### TASK DIRECTIONS
Show every line in the material below in which the string "does" appears.

### EXERCISE DATA
# # # # # # #

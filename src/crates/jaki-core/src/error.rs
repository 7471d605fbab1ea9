use thiserror::Error;

/// Broad class of a [`JakiError`]
#[derive(Debug, Clone, Copy, PartialEq, Eq)]
pub enum ErrorKind {
    /// A value outside the domain of an operation
    Domain,
    /// A symbol that an alphabet does not know
    Lookup,
    /// An index outside the enumerated space
    Index,
}

/// Errors raised by pattern, space and performance operations
#[derive(Debug, Clone, PartialEq, Eq, Error)]
pub enum JakiError {
    #[error("Invalid note duration {0}: expected 1 or 2")]
    InvalidDuration(u32),

    #[error("Pattern length must be non-negative, got {0}")]
    NegativeLength(i64),

    #[error("Pattern count for length {0} does not fit in 128 bits")]
    CountOverflow(usize),

    #[error("Invalid alphabet {0:?}: expected exactly two distinct characters")]
    InvalidAlphabet(String),

    #[error("Invalid {name} {value}: expected 0..={max}")]
    OutOfRange {
        name: &'static str,
        value: i64,
        max: u8,
    },

    #[error("Invalid velocity configuration: {0}")]
    InvalidConfig(String),

    #[error("Slice step must be non-zero")]
    ZeroStep,

    #[error("Unknown symbol {symbol:?} at position {position}")]
    UnknownSymbol { symbol: char, position: usize },

    #[error("Index {index} out of range for {count} patterns")]
    IndexOutOfRange { index: u128, count: u128 },

    #[error("Pattern of duration {found} is not in the space of length {length}")]
    NotInSpace { found: usize, length: usize },
}

impl JakiError {
    pub fn kind(&self) -> ErrorKind {
        match self {
            JakiError::InvalidDuration(_)
            | JakiError::NegativeLength(_)
            | JakiError::CountOverflow(_)
            | JakiError::InvalidAlphabet(_)
            | JakiError::OutOfRange { .. }
            | JakiError::InvalidConfig(_)
            | JakiError::ZeroStep => ErrorKind::Domain,
            JakiError::UnknownSymbol { .. } => ErrorKind::Lookup,
            JakiError::IndexOutOfRange { .. } | JakiError::NotInSpace { .. } => ErrorKind::Index,
        }
    }
}

pub type Result<T> = std::result::Result<T, JakiError>;

#[cfg(test)]
mod tests {
    use super::*;

    #[test]
    fn test_error_kinds() {
        assert_eq!(JakiError::InvalidDuration(3).kind(), ErrorKind::Domain);
        assert_eq!(JakiError::NegativeLength(-1).kind(), ErrorKind::Domain);
        assert_eq!(
            JakiError::UnknownSymbol { symbol: 'x', position: 2 }.kind(),
            ErrorKind::Lookup
        );
        assert_eq!(
            JakiError::IndexOutOfRange { index: 5, count: 3 }.kind(),
            ErrorKind::Index
        );
    }

    #[test]
    fn test_error_messages() {
        let err = JakiError::UnknownSymbol { symbol: 'x', position: 2 };
        assert_eq!(err.to_string(), "Unknown symbol 'x' at position 2");

        let err = JakiError::OutOfRange { name: "velocity", value: 200, max: 127 };
        assert_eq!(err.to_string(), "Invalid velocity 200: expected 0..=127");
    }
}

# # # # # # #

### OUTPUT FOR THIS TASK
    /// A symbol that an alphabet does not know
    #[error("Pattern count for length {0} does not fit in 128 bits")]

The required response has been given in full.